A experiência, inédita no Brasil,
tinha uma meta ousada: alfabetizar adultos em 40 horas. Mas não era só isso. De
acordo com o professor doutor Éder Jofre, Paulo Freire pretendia despertar o
ser político que deve ser sujeito de direito. "A palavra 'tijolo' fez parte
do universo vocabular trabalhado em Angicos. Era uma palavra que fazia parte do
cotidiano dessas pessoas. Mas não era só ensinar a escrever tijolo, tinha
também a questão social e política. Era questionado: você trabalha na
construção de casas, mas você tem uma casa própria? Por que não tem? Levava o
cidadão a pensar nessas questões", explica Éder Jofre, que é doutor no
método Paulo Freire.
Paulo Souza lembra que naquela
época, quando tinha 20 anos, já não tinha esperanças de aprender a ler, até que
chegou na cidade a notícia do curso de alfabetização de adultos. "Eu não
pensei duas vezes. Fui na hora." Ele conta que trabalhava o dia todo e seguia
para as aulas que aconteciam em uma casa no centro da cidade. "Naquela
época aqui era só mato. Depois do trabalho a gente seguia para a aula com o
caderninho debaixo do braço. Aquilo mudou a minha vida, porque quando a gente
não sabe ler a gente não participa de nada, a gente não é ninguém", diz,
emocionado.
Maria Eneide também participou
das aulas de alfabetização. Com 6 anos de idade, ela não era o público alvo do
curso, mas acompanhava os pais porque não tinha com quem ficar em casa.
"Meu pai e minha mãe estavam no curso, então eu ia com eles.
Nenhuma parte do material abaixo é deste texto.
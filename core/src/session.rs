//! Session driver
//!
//! Owns a scheduler for the duration of a test run and feeds it the events
//! reported by workers, one at a time, in arrival order.

use std::time::Duration;
use tokio::sync::mpsc;
use tracing::{debug, error, info, warn};

use crate::collection::CollectionMismatch;
use crate::error::SchedulerResult;
use crate::scheduler::Scheduler;
use crate::types::{ItemIndex, WorkerId};
use crate::worker::WorkerHandle;

/// Something a worker reported.
#[derive(Debug)]
pub enum SessionEvent {
    /// A worker came up and can receive commands.
    WorkerReady(Box<dyn WorkerHandle>),
    /// A worker finished collecting.
    CollectionFinished { worker: WorkerId, items: Vec<String> },
    /// A worker finished running an item.
    ItemComplete {
        worker: WorkerId,
        item_index: ItemIndex,
        duration: Duration,
    },
    /// A worker exited, gracefully or not.
    WorkerDown { worker: WorkerId },
}

/// Something the session wants the outside world to know.
#[derive(Debug, Clone, PartialEq, Eq)]
pub enum SessionReport {
    CollectionMismatch(CollectionMismatch),
    /// The worker went down while `item` was in flight.
    WorkerCrashed { worker: WorkerId, item: String },
    /// Every item has been handed out; workers were told to shut down.
    Finished,
}

#[derive(Debug, Clone, Default, PartialEq, Eq)]
pub struct SessionSummary {
    pub workers_seen: usize,
    pub items_completed: usize,
    pub mismatches: usize,
    pub crashed: Vec<(WorkerId, String)>,
    pub finished: bool,
}

#[derive(Debug)]
pub struct Session {
    scheduler: Box<dyn Scheduler>,
    events: mpsc::UnboundedReceiver<SessionEvent>,
    reports: mpsc::UnboundedSender<SessionReport>,
    summary: SessionSummary,
}

impl Session {
    pub fn new(
        scheduler: Box<dyn Scheduler>,
        events: mpsc::UnboundedReceiver<SessionEvent>,
        reports: mpsc::UnboundedSender<SessionReport>,
    ) -> Self {
        Self {
            scheduler,
            events,
            reports,
            summary: SessionSummary::default(),
        }
    }

    /// Process events until every worker that joined has gone down with no
    /// work left, or the event channel closes.
    ///
    /// While items are still queued the session keeps waiting for
    /// replacement workers.
    pub async fn run(mut self) -> SessionSummary {
        info!("Session started with {} scheduling", self.scheduler.mode());
        while let Some(event) = self.events.recv().await {
            if let Err(e) = self.handle(event) {
                warn!("Dropping event: {}", e);
            }
            if self.summary.workers_seen > 0 && self.scheduler.workers().is_empty() {
                if !self.scheduler.has_pending_work() {
                    info!("All workers are down");
                    break;
                }
                warn!("All workers are down with work left, waiting for replacements");
            }
        }
        if !self.summary.finished {
            warn!(
                "Session ended before all work finished ({} items completed)",
                self.summary.items_completed
            );
        }
        self.summary
    }

    fn handle(&mut self, event: SessionEvent) -> SchedulerResult<()> {
        match event {
            SessionEvent::WorkerReady(handle) => {
                self.scheduler.add_worker(handle)?;
                self.summary.workers_seen += 1;
            }
            SessionEvent::CollectionFinished { worker, items } => {
                let mismatches = self.scheduler.add_worker_collection(&worker, items)?;
                for mismatch in mismatches {
                    error!("{}", mismatch);
                    self.summary.mismatches += 1;
                    self.report(SessionReport::CollectionMismatch(mismatch));
                }
                if self.scheduler.is_collection_complete() && !self.summary.finished {
                    self.scheduler.schedule();
                    self.check_finished();
                }
            }
            SessionEvent::ItemComplete {
                worker,
                item_index,
                duration,
            } => {
                self.scheduler
                    .mark_item_complete(&worker, item_index, duration)?;
                self.summary.items_completed += 1;
                self.check_finished();
            }
            SessionEvent::WorkerDown { worker } => {
                if let Some(item) = self.scheduler.remove_worker(&worker)? {
                    warn!("Worker {} crashed while running {}", worker, item);
                    self.summary.crashed.push((worker.clone(), item.clone()));
                    self.report(SessionReport::WorkerCrashed { worker, item });
                }
                self.check_finished();
            }
        }
        Ok(())
    }

    /// Shut every worker down once nothing is left to schedule.
    fn check_finished(&mut self) {
        if self.summary.finished || !self.scheduler.all_work_finished() {
            return;
        }
        info!("All work handed out, shutting down workers");
        self.summary.finished = true;
        self.scheduler.shutdown_all();
        self.report(SessionReport::Finished);
    }

    fn report(&self, report: SessionReport) {
        if self.reports.send(report).is_err() {
            debug!("Report receiver dropped");
        }
    }
}
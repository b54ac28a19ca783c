//! Scope-isolation scheduler
//!
//! Distributes one scope at a time across all workers, so that the setup and
//! teardown phases of a scope's shared fixtures never interleave with those
//! of another scope.
//!
//! The scheduler is a four-state machine re-evaluated to a fixed point every
//! time new information arrives:
//!
//! ```text
//!  WaitActivate --> ActivateScope --> WaitFence --> Fence
//!       ^                                  |          |
//!       +----------------------------------+----------+
//! ```
//!
//! Every worker running a scope receives either one item (only when the
//! scope has a single item) or at least two, so it always knows the next item
//! to run. When a scope is down to its last item per worker, those workers
//! are *fenced*: each gets one item borrowed from a later scope, which keeps
//! it busy until the tail item of the current scope has completed. Workers
//! that cannot be fenced are shut down.
//!
//! Workers are expected to hold their final pending item until more work or a
//! shutdown arrives.

use rand::SeedableRng;
use rand::rngs::StdRng;
use rand::seq::SliceRandom;
use std::time::Duration;
use tracing::{debug, error, info, warn};

use super::Scheduler;
use crate::collection::{CollectionMismatch, CollectionValidator};
use crate::config::{DistMode, SchedulerConfig};
use crate::error::{SchedulerError, SchedulerResult};
use crate::grouping::scope_of;
use crate::types::{GroupKey, ItemIndex, WorkItem, WorkerId};
use crate::worker::{WorkerHandle, WorkerRegistry};
use crate::workset::{WorkQueue, Workset};

/// Scheduling state of the scope-isolation machine.
#[derive(Debug, Clone, Copy, PartialEq, Eq)]
pub enum IsoState {
    /// Waiting until the next scope can be distributed.
    WaitActivate,
    /// Distribute the head scope.
    ActivateScope,
    /// Waiting until every worker is down to its last item.
    WaitFence,
    /// Fence the workers holding the last items of the active scope.
    Fence,
}

impl IsoState {
    pub const COUNT: usize = 4;
}

/// Number of workers a scope of `num_items` may occupy while keeping at least
/// two of its items on each, unless it has a single item.
pub fn max_workers_for(num_items: usize) -> usize {
    match num_items {
        0 => 0,
        1 => 1,
        n => n / 2,
    }
}

/// How many items may still be withdrawn from `workset` for fencing.
///
/// Every item missing from a workset is assumed to have been withdrawn as a
/// fence item.
fn fence_capacity(workset: &Workset) -> usize {
    let withdrawn = workset.high_water() - workset.len();
    let max_workers = max_workers_for(workset.high_water());
    assert!(
        withdrawn <= max_workers,
        "workset {} lent {} fence items, more than its {} workers",
        workset.key(),
        withdrawn,
        max_workers
    );
    max_workers - withdrawn
}

#[derive(Debug)]
pub struct IsoScopeScheduler {
    state: IsoState,
    active_scope: Option<GroupKey>,
    validator: CollectionValidator,
    registry: WorkerRegistry,
    queue: WorkQueue,
    rng: StdRng,
}

impl IsoScopeScheduler {
    pub fn new(config: &SchedulerConfig) -> Self {
        let rng = match config.seed {
            Some(seed) => StdRng::seed_from_u64(seed),
            None => StdRng::from_entropy(),
        };
        Self {
            state: IsoState::WaitActivate,
            active_scope: None,
            validator: CollectionValidator::new(config.expected_workers),
            registry: WorkerRegistry::new(),
            queue: WorkQueue::new(),
            rng,
        }
    }

    pub fn state(&self) -> IsoState {
        self.state
    }

    /// Scope most recently distributed.
    pub fn active_scope(&self) -> Option<&str> {
        self.active_scope.as_deref()
    }

    pub fn queued_items(&self) -> usize {
        self.queue.item_count()
    }

    /// Items pending on an admitted worker, in send order.
    pub fn pending_of(&self, worker: &str) -> Option<Vec<ItemIndex>> {
        self.registry
            .get_active(worker)
            .map(|proxy| proxy.pending_items().map(|item| item.index).collect())
    }

    /// Shuffle the authoritative collection and queue it by scope.
    fn enqueue_collection(&mut self) {
        let mut items: Vec<WorkItem> = self
            .validator
            .authoritative()
            .unwrap_or_default()
            .iter()
            .enumerate()
            .map(|(index, id)| WorkItem::new(index, id.as_str(), scope_of(id)))
            .collect();
        // Break up ordering relationships such as runs of slow neighbours.
        items.shuffle(&mut self.rng);
        for item in items {
            self.queue.push(item);
        }
        info!(
            "Queued {} items in {} scopes",
            self.queue.item_count(),
            self.queue.len()
        );
    }

    fn transition(&mut self, next: IsoState) {
        info!("Transitioned from {:?} to {:?}", self.state, next);
        self.state = next;
    }

    /// Run the state machine until it stops making progress.
    fn reschedule(&mut self) {
        let bound = 2 * IsoState::COUNT;
        let mut traversed = Vec::with_capacity(bound);
        loop {
            assert!(
                traversed.len() < bound,
                "too many state transitions: {:?}",
                traversed
            );
            traversed.push(self.state);
            let before = self.state;
            match self.state {
                IsoState::WaitActivate => self.handle_wait_activate(),
                IsoState::ActivateScope => self.handle_activate_scope(),
                IsoState::WaitFence => self.handle_wait_fence(),
                IsoState::Fence => self.handle_fence(),
            }
            if self.state == before {
                break;
            }
        }
    }

    fn handle_wait_activate(&mut self) {
        let Some(next_scope) = self.queue.head().map(|ws| ws.key().to_string()) else {
            return;
        };
        for proxy in self.registry.active() {
            if proxy.pending_count() > 1 {
                return;
            }
            if proxy.is_shutting_down() && !proxy.is_empty() {
                return;
            }
        }
        if self.available_for(&next_scope).is_empty() {
            debug!(
                "No workers available for scope {}, waiting for replacements",
                next_scope
            );
            return;
        }
        self.transition(IsoState::ActivateScope);
    }

    fn handle_activate_scope(&mut self) {
        let Some(workset) = self.queue.take_head() else {
            // Guarded by WaitActivate.
            self.transition(IsoState::WaitActivate);
            return;
        };
        let workers = self.available_for(workset.key());
        assert!(
            !workers.is_empty(),
            "no workers available for scope {}",
            workset.key()
        );
        let scope = workset.key().to_string();
        self.distribute(workset, workers);
        info!("Activated scope {}", scope);
        self.active_scope = Some(scope);
        self.transition(IsoState::WaitFence);
    }

    fn handle_wait_fence(&mut self) {
        if self.registry.active().any(|proxy| proxy.pending_count() > 1) {
            return;
        }
        let Some(scope) = self.active_scope.clone() else {
            self.transition(IsoState::WaitActivate);
            return;
        };
        if self.ready_for_fencing(&scope).is_empty() {
            warn!(
                "Nothing to fence for scope {}, its workers went down",
                scope
            );
            self.transition(IsoState::WaitActivate);
        } else {
            self.transition(IsoState::Fence);
        }
    }

    fn handle_fence(&mut self) {
        let Some(scope) = self.active_scope.clone() else {
            self.transition(IsoState::WaitActivate);
            return;
        };
        let to_fence = self.ready_for_fencing(&scope);
        assert!(!to_fence.is_empty(), "no workers to fence for scope {}", scope);

        for worker in to_fence {
            let fence_item = self.withdraw_fence_item();
            let Some(proxy) = self.registry.get_active_mut(&worker) else {
                continue;
            };
            match fence_item {
                Some(item) => {
                    debug!("Fenced worker {} with {}", worker, item);
                    proxy.send(vec![item]);
                }
                None => {
                    debug!("No fence item left, shutting down worker {}", worker);
                    proxy.shutdown();
                }
            }
        }
        self.transition(IsoState::WaitActivate);
    }

    /// Empty workers not shutting down, and workers whose items belong to `scope`.
    /// Fence holders come first.
    fn available_for(&self, scope: &str) -> Vec<WorkerId> {
        let mut available: Vec<(WorkerId, bool)> = self
            .registry
            .active()
            .filter(|proxy| {
                !proxy.is_shutting_down()
                    && proxy.tail().is_none_or(|item| item.group == scope)
            })
            .map(|proxy| (proxy.id().to_string(), proxy.is_empty()))
            .collect();
        available.sort_by_key(|(_, empty)| *empty);
        available.into_iter().map(|(id, _)| id).collect()
    }

    fn ready_for_fencing(&self, scope: &str) -> Vec<WorkerId> {
        self.registry
            .active()
            .filter(|proxy| {
                !proxy.is_shutting_down()
                    && proxy.pending_count() == 1
                    && proxy.head().is_some_and(|item| item.group == scope)
            })
            .map(|proxy| proxy.id().to_string())
            .collect()
    }

    /// One item from the earliest queued workset with fencing capacity left.
    fn withdraw_fence_item(&mut self) -> Option<WorkItem> {
        self.queue
            .iter_mut()
            .find(|workset| fence_capacity(workset) > 0)
            .and_then(|workset| workset.take_front(1).pop())
    }

    /// Split `workset` over `workers` (fence holders first) so that the
    /// whole scope is handed out.
    fn distribute(&mut self, mut workset: Workset, workers: Vec<WorkerId>) {
        let high_water = workset.high_water();
        let fence_holders = workers
            .iter()
            .filter(|id| self.registry.get_active(id).is_some_and(|p| !p.is_empty()))
            .count();
        assert_eq!(
            workset.len() + fence_holders,
            high_water,
            "scope {} lost track of its fence items",
            workset.key()
        );

        let num_workers = max_workers_for(high_water).min(workers.len());
        assert!(
            num_workers >= fence_holders && num_workers > 0,
            "cannot place scope {} (high water {}) on {} of {} workers",
            workset.key(),
            high_water,
            num_workers,
            workers.len()
        );
        debug!(
            "Distributing scope {} ({} items) to {} workers",
            workset.key(),
            high_water,
            num_workers
        );

        let mut remaining = high_water;
        for (worker, workers_left) in workers.iter().zip((1..=num_workers).rev()) {
            let Some(proxy) = self.registry.get_active_mut(worker) else {
                continue;
            };
            let held = proxy.pending_count();
            assert!(held <= 1, "worker {} holds {} items", worker, held);

            let target = remaining.div_ceil(workers_left);
            remaining -= target;
            let to_add = target - held;
            if to_add > 0 {
                proxy.send(workset.take_front(to_add));
            } else {
                // Only a single-item scope can be fully lent out as a fence.
                assert_eq!(high_water, 1, "nothing to add for worker {}", worker);
            }
        }
        assert!(
            workset.is_empty(),
            "scope {} not fully distributed",
            workset.key()
        );
    }
}

impl Scheduler for IsoScopeScheduler {
    fn mode(&self) -> DistMode {
        DistMode::IsoScope
    }

    fn add_worker(&mut self, handle: Box<dyn WorkerHandle>) -> SchedulerResult<()> {
        info!("Registering worker: {}", handle.id());
        self.registry.register(handle, false)
    }

    fn add_worker_collection(
        &mut self,
        worker: &str,
        items: Vec<String>,
    ) -> SchedulerResult<Vec<CollectionMismatch>> {
        if !self.registry.contains(worker) {
            return Err(SchedulerError::UnknownWorker(worker.to_string()));
        }
        debug!("Collection of {} items from worker {}", items.len(), worker);
        let was_complete = self.validator.is_complete();
        let outcome = self.validator.record(worker, items);
        for admitted in &outcome.admitted {
            self.registry.admit(admitted);
        }
        if !was_complete && self.validator.is_complete() {
            self.enqueue_collection();
        }
        Ok(outcome.mismatches)
    }

    fn mark_item_complete(
        &mut self,
        worker: &str,
        item_index: ItemIndex,
        duration: Duration,
    ) -> SchedulerResult<()> {
        let proxy = self
            .registry
            .get_active_mut(worker)
            .ok_or_else(|| SchedulerError::UnknownWorker(worker.to_string()))?;
        let item = proxy.complete(item_index);
        debug!("Worker {} completed {} in {:?}", worker, item, duration);
        self.reschedule();
        Ok(())
    }

    fn mark_item_pending(&mut self, _item_id: &str) -> SchedulerResult<()> {
        // A requeued item could land in a scope that already ran.
        Err(SchedulerError::Unsupported {
            mode: DistMode::IsoScope,
            operation: "mark_item_pending",
        })
    }

    fn remove_worker(&mut self, worker: &str) -> SchedulerResult<Option<String>> {
        info!("Removing worker {}", worker);
        let (mut proxy, admitted) = self
            .registry
            .remove(worker)
            .ok_or_else(|| SchedulerError::UnknownWorker(worker.to_string()))?;
        if !admitted {
            self.validator.forget(worker);
            return Ok(None);
        }

        // Every released item goes back by scope, the presumed crash item
        // included. Fence items return to the workset they were lent from.
        let pending = proxy.release_pending();
        let crashed = pending.first().map(|item| item.id.clone());
        if let Some(head) = pending.first() {
            error!(
                "Worker {} shut down ungracefully, possibly while running {}. Setup and \
                 teardown of its scope's fixtures may now be unbalanced, which can leave the \
                 system under test in an unexpected state for all subsequent tests",
                worker, head
            );
        }
        for item in pending {
            self.queue.push(item);
        }

        if self.validator.is_complete() {
            self.reschedule();
        }
        Ok(crashed)
    }

    fn is_collection_complete(&self) -> bool {
        self.validator.is_complete()
    }

    fn has_pending_work(&self) -> bool {
        !self.queue.is_empty() || self.registry.active().any(|proxy| !proxy.is_empty())
    }

    fn all_work_finished(&self) -> bool {
        self.is_collection_complete() && !self.has_pending_work()
    }

    fn schedule(&mut self) {
        assert!(
            self.is_collection_complete(),
            "schedule() called before the collection was complete"
        );
        self.reschedule();
    }

    fn shutdown_all(&mut self) {
        self.registry.shutdown_all();
    }

    fn workers(&self) -> Vec<WorkerId> {
        self.registry.ids()
    }

    fn collection(&self) -> Option<&[String]> {
        self.validator.authoritative()
    }
}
Eu aprendi a
ler no colo do meu pai e quando ele não podia ir eu acompanhava minha mãe e
depois ensinava meu pai", lembra. A experiência foi determinante na vida
de Eneide. "A partir dali eu tive certeza de que seria professora e hoje dou
aula para alunos da educação infantil", diz.
Aos 83 anos de idade, Idália
Marrocos da Silva diz que se lembra 'como se fosse hoje' das aulas. "Nós
íamos para uma casa e tínhamos aula na sala. Naquela época essas aulas
aconteciam em todo lugar: na igreja, na delegacia, nas casas das pessoas. Muita
gente aprendeu a ler com essas aulas", lembra. De sorriso fácil e boa
memória. Dona Idália lembra que muita gente tinha medo de ir às aulas porque na
época diziam que Paulo Freire era comunista e que os alunos do curso seriam
perseguidos. "Muita gente tinha medo. Minha mãe não queria que eu fosse,
mas essas aulas mobilizaram a cidade inteira. Foi quase uma revolução e eu
queria fazer parte", conta, na cadeira de balanço, em uma casa simples
onde mora sozinha.
Entenda o método Paulo Freire
Paulo Freire desenvolveu um
método de alfabetização baseado nas experiências de vida das pessoas. Em vez de
buscar a alfabetização por meio de cartilhas e ensinar, por exemplo, “o boi
baba” e “vovó viu a uva”, ele trabalhava as chamadas “palavras geradoras” a
partir da realidade do cidadão. Por exemplo, um trabalhador de fábrica podia
aprender “tijolo”, “cimento”, um agricultor aprenderia “cana”, “enxada”,
“terra”, “colheita” etc. A partir da decodificação fonética dessas palavras, ia
se construindo novas palavras e ampliando o repertório.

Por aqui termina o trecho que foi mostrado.